For Lewis, death came just as romance seemed to be blossoming. On a visit to his native England this summer, he met someone 
- a girlfriend who planned to come visit him. People who knew Lewis say he had high regard for women. 

Personal stake 

And while his critics would say he interfered with women's rights whenever he persuaded them to walk away from an abortion 
clinic, Lewis would tell you otherwise. Lewis had a personal stake in the issue of abortion, because years earlier, in England, 
when a friend's girlfriend had become pregnant, it was Lewis who had helped her get an abortion, paying for it himself. 

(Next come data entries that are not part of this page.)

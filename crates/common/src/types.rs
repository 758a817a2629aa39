//! Types shared by the client, the route table and the CLI.
//!
//! The backend speaks loosely-shaped JSON; these types pin down the parts
//! callers rely on and leave the rest as `serde_json::Value`.

use serde::{Deserialize, Serialize};
use serde_json::{Map, Value};

// ─── Languages ──────────────────────────────────────────────────────

/// UI languages the front-end ships translations for.
#[derive(Debug, Clone, Copy, PartialEq, Eq, Hash, Serialize, Deserialize)]
#[serde(rename_all = "lowercase")]
pub enum Language {
    En,
    De,
    Lb,
    Fr,
}

impl Language {
    pub fn code(self) -> &'static str {
        match self {
            Language::En => "en",
            Language::De => "de",
            Language::Lb => "lb",
            Language::Fr => "fr",
        }
    }
}

impl std::fmt::Display for Language {
    fn fmt(&self, f: &mut std::fmt::Formatter<'_>) -> std::fmt::Result {
        f.write_str(self.code())
    }
}

/// Supported languages, in display order.
pub const SUPPORTED_LANGUAGES: [Language; 4] =
    [Language::En, Language::De, Language::Lb, Language::Fr];

// ─── Content negotiation ────────────────────────────────────────────

/// Response representations the backend can negotiate via `Accept`.
#[derive(Debug, Clone, Copy, PartialEq, Eq)]
pub enum MediaType {
    /// Plain tabular JSON.
    Json,
    /// One plotly trace per genus.
    Plotly,
}

impl MediaType {
    pub fn as_str(self) -> &'static str {
        match self {
            MediaType::Json => "application/json",
            MediaType::Plotly => "application/prs.plotlydict+json",
        }
    }
}

// ─── Genus-keyed responses ──────────────────────────────────────────

/// A response object keyed by genus.
///
/// Looking up a genus the backend did not return yields `None`; it is
/// never an error.
#[derive(Debug, Clone, Default, PartialEq, Serialize, Deserialize)]
#[serde(transparent)]
pub struct GenusMap(Map<String, Value>);

impl GenusMap {
    /// Wrap a decoded body. Anything other than a JSON object yields an
    /// empty map.
    pub fn from_value(value: Value) -> Self {
        match value {
            Value::Object(map) => Self(map),
            _ => Self::default(),
        }
    }

    pub fn get(&self, genus: &str) -> Option<&Value> {
        self.0.get(genus)
    }

    /// Remove and return the entry for `genus`.
    pub fn take(&mut self, genus: &str) -> Option<Value> {
        self.0.remove(genus)
    }

    /// Genera present in the response.
    pub fn genera(&self) -> impl Iterator<Item = &str> {
        self.0.keys().map(String::as_str)
    }

    pub fn len(&self) -> usize {
        self.0.len()
    }

    pub fn is_empty(&self) -> bool {
        self.0.is_empty()
    }
}

/// One plotly trace, as served under `application/prs.plotlydict+json`.
///
/// ```json
/// { "x": ["2023-03-05", ...], "y": [12.0, null, ...], "name": "betula", "type": "bar" }
/// ```
#[derive(Debug, Clone, PartialEq, Serialize, Deserialize)]
pub struct PlotlySeries {
    #[serde(default)]
    pub x: Vec<String>,
    #[serde(default)]
    pub y: Vec<Option<f64>>,
    #[serde(default)]
    pub name: String,
    #[serde(rename = "type", default)]
    pub kind: String,
}

impl PlotlySeries {
    /// `(date, value)` pairs; a trailing unmatched side is dropped.
    pub fn points(&self) -> impl Iterator<Item = (&str, Option<f64>)> {
        self.x.iter().map(String::as_str).zip(self.y.iter().copied())
    }
}

// ─── Heatmap ────────────────────────────────────────────────────────

/// Heatmap payload with missing cells restored to NaN.
///
/// `extra` carries every field other than the grid exactly as received
/// (axis labels, titles, ...). When serialized, NaN cells are written as
/// `null`.
#[derive(Debug, Clone, Default, Serialize)]
pub struct Heatmap {
    pub z: Vec<Vec<f64>>,
    #[serde(flatten)]
    pub extra: Map<String, Value>,
}

impl Heatmap {
    /// `(rows, columns of the widest row)`.
    pub fn dimensions(&self) -> (usize, usize) {
        let cols = self.z.iter().map(Vec::len).max().unwrap_or(0);
        (self.z.len(), cols)
    }

    /// Number of cells with no data.
    pub fn missing_cells(&self) -> usize {
        self.z.iter().flatten().filter(|v| v.is_nan()).count()
    }
}

// ─── Images ─────────────────────────────────────────────────────────

/// Rendered line plot returned by `/graph/lineplot/{genus}`.
#[derive(Debug, Clone, PartialEq)]
pub struct Lineplot {
    pub content_type: Option<String>,
    pub data: Vec<u8>,
}

// ─── Auth ───────────────────────────────────────────────────────────

/// Login request body.
#[derive(Clone, Serialize)]
pub struct Credentials<'a> {
    pub username: &'a str,
    pub password: &'a str,
}

impl std::fmt::Debug for Credentials<'_> {
    fn fmt(&self, f: &mut std::fmt::Formatter<'_>) -> std::fmt::Result {
        f.debug_struct("Credentials")
            .field("username", &self.username)
            .field("password", &"***")
            .finish()
    }
}

// ─── Render mode ────────────────────────────────────────────────────

/// Front-end build mode; decides how unmatched paths are handled.
#[derive(Debug, Clone, Copy, Default, PartialEq, Eq, Serialize, Deserialize)]
#[serde(rename_all = "lowercase")]
pub enum RenderMode {
    #[default]
    Spa,
    /// Server-side rendering: the server answers unmatched paths itself.
    Ssr,
    Pwa,
    Electron,
}

impl RenderMode {
    pub fn is_ssr(self) -> bool {
        self == RenderMode::Ssr
    }
}

impl std::fmt::Display for RenderMode {
    fn fmt(&self, f: &mut std::fmt::Formatter<'_>) -> std::fmt::Result {
        match self {
            RenderMode::Spa => write!(f, "spa"),
            RenderMode::Ssr => write!(f, "ssr"),
            RenderMode::Pwa => write!(f, "pwa"),
            RenderMode::Electron => write!(f, "electron"),
        }
    }
}

impl std::str::FromStr for RenderMode {
    type Err = String;

    fn from_str(s: &str) -> Result<Self, Self::Err> {
        match s.trim().to_lowercase().as_str() {
            "spa" | "" => Ok(RenderMode::Spa),
            "ssr" => Ok(RenderMode::Ssr),
            "pwa" => Ok(RenderMode::Pwa),
            "electron" => Ok(RenderMode::Electron),
            other => Err(format!("Unknown render mode: {other}. Use spa, ssr, pwa or electron")),
        }
    }
}

#[cfg(test)]
mod tests {
    use super::*;
    use serde_json::json;

    #[test]
    fn test_supported_languages_order() {
        let codes: Vec<&str> = SUPPORTED_LANGUAGES.iter().map(|l| l.code()).collect();
        assert_eq!(codes, vec!["en", "de", "lb", "fr"]);
    }

    #[test]
    fn test_language_serializes_as_code() {
        let json = serde_json::to_string(&SUPPORTED_LANGUAGES).unwrap();
        assert_eq!(json, r#"["en","de","lb","fr"]"#);
    }

    #[test]
    fn test_genus_map_lookup() {
        let mut map = GenusMap::from_value(json!({ "betula": { "y": [1] }, "alnus": 3 }));
        assert_eq!(map.len(), 2);
        assert_eq!(map.get("alnus"), Some(&json!(3)));
        assert_eq!(map.get("quercus"), None);
        assert_eq!(map.take("betula"), Some(json!({ "y": [1] })));
        assert_eq!(map.take("betula"), None);
    }

    #[test]
    fn test_genus_map_non_object_is_empty() {
        let map = GenusMap::from_value(json!(["betula"]));
        assert!(map.is_empty());
        assert_eq!(map.get("betula"), None);
    }

    #[test]
    fn test_plotly_series_decodes_nulls() {
        let series: PlotlySeries = serde_json::from_value(json!({
            "x": ["2023-03-05", "2023-03-06"],
            "y": [4.5, null],
            "name": "betula",
            "type": "bar"
        }))
        .unwrap();
        assert_eq!(series.kind, "bar");
        let points: Vec<_> = series.points().collect();
        assert_eq!(points, vec![("2023-03-05", Some(4.5)), ("2023-03-06", None)]);
    }

    #[test]
    fn test_heatmap_serializes_nan_as_null() {
        let mut extra = Map::new();
        extra.insert("x".into(), json!(["jan", "feb"]));
        let heatmap = Heatmap {
            z: vec![vec![1.0, f64::NAN]],
            extra,
        };
        let value = serde_json::to_value(&heatmap).unwrap();
        assert_eq!(value, json!({ "z": [[1.0, null]], "x": ["jan", "feb"] }));
        assert_eq!(heatmap.dimensions(), (1, 2));
        assert_eq!(heatmap.missing_cells(), 1);
    }

    #[test]
    fn test_credentials_debug_hides_password() {
        let creds = Credentials { username: "alice", password: "secret" };
        let dbg = format!("{creds:?}");
        assert!(dbg.contains("alice"));
        assert!(!dbg.contains("secret"));
    }

    #[test]
    fn test_render_mode_parse() {
        assert_eq!("ssr".parse::<RenderMode>().unwrap(), RenderMode::Ssr);
        assert_eq!("SPA".parse::<RenderMode>().unwrap(), RenderMode::Spa);
        assert_eq!("".parse::<RenderMode>().unwrap(), RenderMode::Spa);
        assert!("cordova".parse::<RenderMode>().is_err());
        assert!(RenderMode::Ssr.is_ssr());
        assert!(!RenderMode::default().is_ssr());
    }

    #[test]
    fn test_media_type_strings() {
        assert_eq!(MediaType::Json.as_str(), "application/json");
        assert_eq!(MediaType::Plotly.as_str(), "application/prs.plotlydict+json");
    }
}
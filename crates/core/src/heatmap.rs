//! Heatmap decoding and NaN restoration.
//!
//! The backend cannot put NaN into JSON, so missing heatmap cells arrive
//! as [`HEATMAP_SENTINEL`] (`-1`). Plotting code expects NaN for "no
//! data", so every sentinel in the grid is turned back into `f64::NAN`.
//! Only the grid field is touched.

use serde_json::Value;

use pollen_common::constants::{HEATMAP_GRID_FIELD, HEATMAP_SENTINEL};
use pollen_common::error::{PollenError, PollenResult};
use pollen_common::types::Heatmap;

/// Whether `cell` is the wire marker for a missing value.
pub fn is_sentinel(cell: f64) -> bool {
    cell == HEATMAP_SENTINEL
}

/// Replace every sentinel cell with NaN, in place.
///
/// Row count and row lengths never change. Running it twice is the same
/// as running it once since NaN never compares equal to the sentinel.
pub fn restore_missing(grid: &mut [Vec<f64>]) {
    for cell in grid.iter_mut().flat_map(|row| row.iter_mut()) {
        if is_sentinel(*cell) {
            *cell = f64::NAN;
        }
    }
}

/// Decode a `/heatmap/{genus}` body.
///
/// `null` cells are read as NaN as well. Every field other than the grid
/// ends up in [`Heatmap::extra`] unchanged.
pub fn heatmap_from_wire(body: Value, endpoint: &str) -> PollenResult<Heatmap> {
    let Value::Object(mut extra) = body else {
        return Err(decode_err(endpoint, "expected a JSON object"));
    };
    let raw = extra
        .remove(HEATMAP_GRID_FIELD)
        .ok_or_else(|| PollenError::MissingField(HEATMAP_GRID_FIELD.to_string()))?;

    let mut z = decode_grid(raw, endpoint)?;
    restore_missing(&mut z);

    Ok(Heatmap { z, extra })
}

fn decode_grid(raw: Value, endpoint: &str) -> PollenResult<Vec<Vec<f64>>> {
    let Value::Array(rows) = raw else {
        return Err(decode_err(endpoint, "'z' is not an array"));
    };

    rows.into_iter()
        .enumerate()
        .map(|(r, row)| {
            let Value::Array(cells) = row else {
                return Err(decode_err(endpoint, &format!("z[{r}] is not an array")));
            };
            cells
                .into_iter()
                .enumerate()
                .map(|(c, cell)| match cell {
                    Value::Null => Ok(f64::NAN),
                    Value::Number(n) => n
                        .as_f64()
                        .ok_or_else(|| decode_err(endpoint, &format!("z[{r}][{c}] out of range"))),
                    other => Err(decode_err(
                        endpoint,
                        &format!("z[{r}][{c}] is not numeric: {other}"),
                    )),
                })
                .collect::<PollenResult<Vec<f64>>>()
        })
        .collect()
}

fn decode_err(endpoint: &str, message: &str) -> PollenError {
    PollenError::Decode {
        endpoint: endpoint.to_string(),
        message: message.to_string(),
    }
}

#[cfg(test)]
mod tests {
    use super::*;
    use serde_json::json;

    fn shape(grid: &[Vec<f64>]) -> Vec<usize> {
        grid.iter().map(Vec::len).collect()
    }

    #[test]
    fn test_restore_replaces_only_sentinels() {
        let mut grid = vec![vec![-1.0, 0.0, 3.5], vec![2.0, -1.0], vec![]];
        restore_missing(&mut grid);
        assert!(grid[0][0].is_nan());
        assert_eq!(grid[0][1], 0.0);
        assert_eq!(grid[0][2], 3.5);
        assert_eq!(grid[1][0], 2.0);
        assert!(grid[1][1].is_nan());
        assert_eq!(shape(&grid), vec![3, 2, 0]);
    }

    #[test]
    fn test_restore_leaves_other_negatives() {
        let mut grid = vec![vec![-1.5, -0.999, -2.0, -1.0]];
        restore_missing(&mut grid);
        assert_eq!(&grid[0][..3], &[-1.5, -0.999, -2.0]);
        assert!(grid[0][3].is_nan());
    }

    #[test]
    fn test_restore_is_idempotent() {
        let mut once = vec![vec![-1.0, 4.0], vec![f64::NAN, -1.0]];
        restore_missing(&mut once);
        let mut twice = once.clone();
        restore_missing(&mut twice);
        assert_eq!(shape(&once), shape(&twice));
        for (a, b) in once.iter().flatten().zip(twice.iter().flatten()) {
            assert!((a.is_nan() && b.is_nan()) || a == b);
        }
        assert!(twice.iter().flatten().all(|v| !is_sentinel(*v)));
    }

    #[test]
    fn test_integer_sentinel_matches() {
        // `-1` and `-1.0` are the same number on the wire.
        let heatmap = heatmap_from_wire(json!({ "z": [[-1, -1.0, 1]] }), "/heatmap/x").unwrap();
        assert!(heatmap.z[0][0].is_nan());
        assert!(heatmap.z[0][1].is_nan());
        assert_eq!(heatmap.z[0][2], 1.0);
    }

    #[test]
    fn test_from_wire_keeps_other_fields() {
        let body = json!({
            "x": ["Jan", "Feb"],
            "y": [2019, 2020],
            "z": [[-1, 3], [5, -1]],
            "type": "heatmap",
        });
        let heatmap = heatmap_from_wire(body, "/heatmap/betula").unwrap();
        assert_eq!(heatmap.extra["x"], json!(["Jan", "Feb"]));
        assert_eq!(heatmap.extra["y"], json!([2019, 2020]));
        assert_eq!(heatmap.extra["type"], "heatmap");
        assert!(!heatmap.extra.contains_key("z"));
        assert_eq!(heatmap.dimensions(), (2, 2));
        assert_eq!(heatmap.missing_cells(), 2);
    }

    #[test]
    fn test_from_wire_null_cell_is_nan() {
        let heatmap = heatmap_from_wire(json!({ "z": [[null, 2]] }), "/heatmap/x").unwrap();
        assert!(heatmap.z[0][0].is_nan());
    }

    #[test]
    fn test_from_wire_missing_grid() {
        let err = heatmap_from_wire(json!({ "x": [] }), "/heatmap/x").unwrap_err();
        assert!(matches!(err, PollenError::MissingField(f) if f == "z"));
    }

    #[test]
    fn test_from_wire_rejects_non_numeric_cell() {
        let err = heatmap_from_wire(json!({ "z": [[1, "high"]] }), "/heatmap/x").unwrap_err();
        match err {
            PollenError::Decode { message, .. } => assert!(message.contains("z[0][1]")),
            other => panic!("unexpected error: {other:?}"),
        }
    }

    #[test]
    fn test_from_wire_rejects_non_object() {
        assert!(heatmap_from_wire(json!([[1, 2]]), "/heatmap/x").is_err());
        assert!(heatmap_from_wire(json!({ "z": 5 }), "/heatmap/x").is_err());
        assert!(heatmap_from_wire(json!({ "z": [1, 2] }), "/heatmap/x").is_err());
    }
}
//! In-memory transport for tests: records every request and replays
//! queued responses in order.

use std::collections::VecDeque;
use std::sync::Mutex;

use async_trait::async_trait;

use pollen_common::error::{PollenError, PollenResult};
use pollen_common::traits::{HttpRequest, HttpResponse, HttpTransport};

#[derive(Default)]
pub struct MockTransport {
    requests: Mutex<Vec<HttpRequest>>,
    responses: Mutex<VecDeque<PollenResult<HttpResponse>>>,
}

impl MockTransport {
    pub fn new() -> Self {
        Self::default()
    }

    /// Queue a JSON response.
    pub fn respond(self, status: u16, body: serde_json::Value) -> Self {
        self.respond_raw(status, body.to_string())
    }

    /// Queue a response with an arbitrary body.
    pub fn respond_raw(self, status: u16, body: impl Into<Vec<u8>>) -> Self {
        self.push(Ok(HttpResponse::new(status, body)))
    }

    /// Queue a transport failure.
    pub fn fail(self, message: &str) -> Self {
        self.push(Err(PollenError::Network(message.to_string())))
    }

    pub fn push(self, response: PollenResult<HttpResponse>) -> Self {
        self.responses.lock().unwrap().push_back(response);
        self
    }

    /// Every request sent so far.
    pub fn requests(&self) -> Vec<HttpRequest> {
        self.requests.lock().unwrap().clone()
    }

    pub fn last_request(&self) -> HttpRequest {
        self.requests().pop().expect("no request was sent")
    }
}

#[async_trait]
impl HttpTransport for MockTransport {
    async fn send(&self, request: HttpRequest) -> PollenResult<HttpResponse> {
        self.requests.lock().unwrap().push(request);
        self.responses
            .lock()
            .unwrap()
            .pop_front()
            .unwrap_or_else(|| Err(PollenError::Network("no mocked response queued".into())))
    }
}
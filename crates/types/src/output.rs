//! Structured output types for JSON/table rendering.
//!
//! Every data-producing command returns one of these types.
//! They all derive `Serialize` for JSON output; `pollen-utils`
//! implements `TableDisplay` on them for human-readable rendering.

use serde::Serialize;
use serde_json::Value;

use pollen_common::types::{Heatmap, Language, RenderMode};

// ─── Genera ─────────────────────────────────────────────────────────

#[derive(Debug, Clone, Serialize)]
pub struct GeneraOutput {
    pub genera: Vec<String>,
}

// ─── Time series (recent / between) ─────────────────────────────────

/// One genus' counts over a date range.
///
/// ```json
/// {
///   "genus": "betula",
///   "found": true,
///   "points": [{ "date": "2023-03-05", "value": 12.0 }]
/// }
/// ```
#[derive(Debug, Clone, Serialize)]
pub struct SeriesOutput {
    pub genus: String,
    /// False when the backend returned no entry for this genus.
    pub found: bool,
    pub points: Vec<PointRow>,
}

#[derive(Debug, Clone, Serialize)]
pub struct PointRow {
    pub date: String,
    pub value: Option<f64>,
}

#[derive(Debug, Clone, Serialize)]
pub struct MultiSeriesOutput {
    pub series: Vec<SeriesOutput>,
}

/// Untyped payload passed through as received.
#[derive(Debug, Clone, Serialize)]
pub struct RawOutput {
    pub data: Value,
}

// ─── Heatmap ────────────────────────────────────────────────────────

#[derive(Debug, Clone, Serialize)]
pub struct HeatmapOutput {
    pub genus: String,
    pub rows: usize,
    pub columns: usize,
    pub missing: usize,
    pub heatmap: Heatmap,
}

// ─── Line plot ──────────────────────────────────────────────────────

#[derive(Debug, Clone, Serialize)]
pub struct LineplotOutput {
    pub genus: String,
    pub path: String,
    pub bytes: usize,
    pub content_type: Option<String>,
}

// ─── Languages ──────────────────────────────────────────────────────

#[derive(Debug, Clone, Serialize)]
pub struct LanguagesOutput {
    pub languages: Vec<Language>,
}

// ─── Auth ───────────────────────────────────────────────────────────

#[derive(Debug, Clone, Serialize)]
pub struct LoginOutput {
    pub username: String,
    pub api_url: String,
    pub token_stored: bool,
}

#[derive(Debug, Clone, Serialize)]
pub struct LogoutOutput {
    pub api_url: String,
    pub token_cleared: bool,
}

#[derive(Debug, Clone, Serialize)]
pub struct UploadOutput {
    pub file: String,
    pub response: Value,
}

// ─── Routes ─────────────────────────────────────────────────────────

#[derive(Debug, Clone, Serialize)]
pub struct RoutesOutput {
    pub mode: RenderMode,
    pub routes: Vec<RouteRow>,
    pub deep_links: Vec<String>,
}

/// Flattened route entry; `depth` is 0 for top-level entries.
#[derive(Debug, Clone, Serialize)]
pub struct RouteRow {
    pub path: String,
    pub view: String,
    pub module: String,
    pub depth: usize,
}

// ─── Config ─────────────────────────────────────────────────────────

#[derive(Debug, Clone, Serialize)]
pub struct ConfigOutput {
    pub config_path: String,
    pub api_url: String,
    pub timeout_secs: Option<u64>,
    pub verbose: bool,
    pub mode: RenderMode,
    pub logged_in: bool,
}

The turmoil he witnessed in her life afterward turned him around forever. "He had this compassion for women, because he saw 
first-hand the suffering," says Formby. Compassion was in his nature to the end. Formby says that on the Friday before he died, 
Lewis was driving in California. Eating in a restaurant near L.A., he witnessed a woman being terrorized by her angry, and big, 
companion. Lewis, no giant, went over and confronted the man, who stood up, towering over Lewis, zipped open a satchel and 
reached inside. At that moment Lewis thought he was going to die. He said a quick prayer and prepared for the worst. 
Suddenly the man closed the bag and walked out the door. 

"He really believed in standing up for what he believed in," said Formby."He's one man I really admired." 

(Paul Schratz is an editorial writer with The Vancouver Province. This article is reprinted with permission of the newspaper).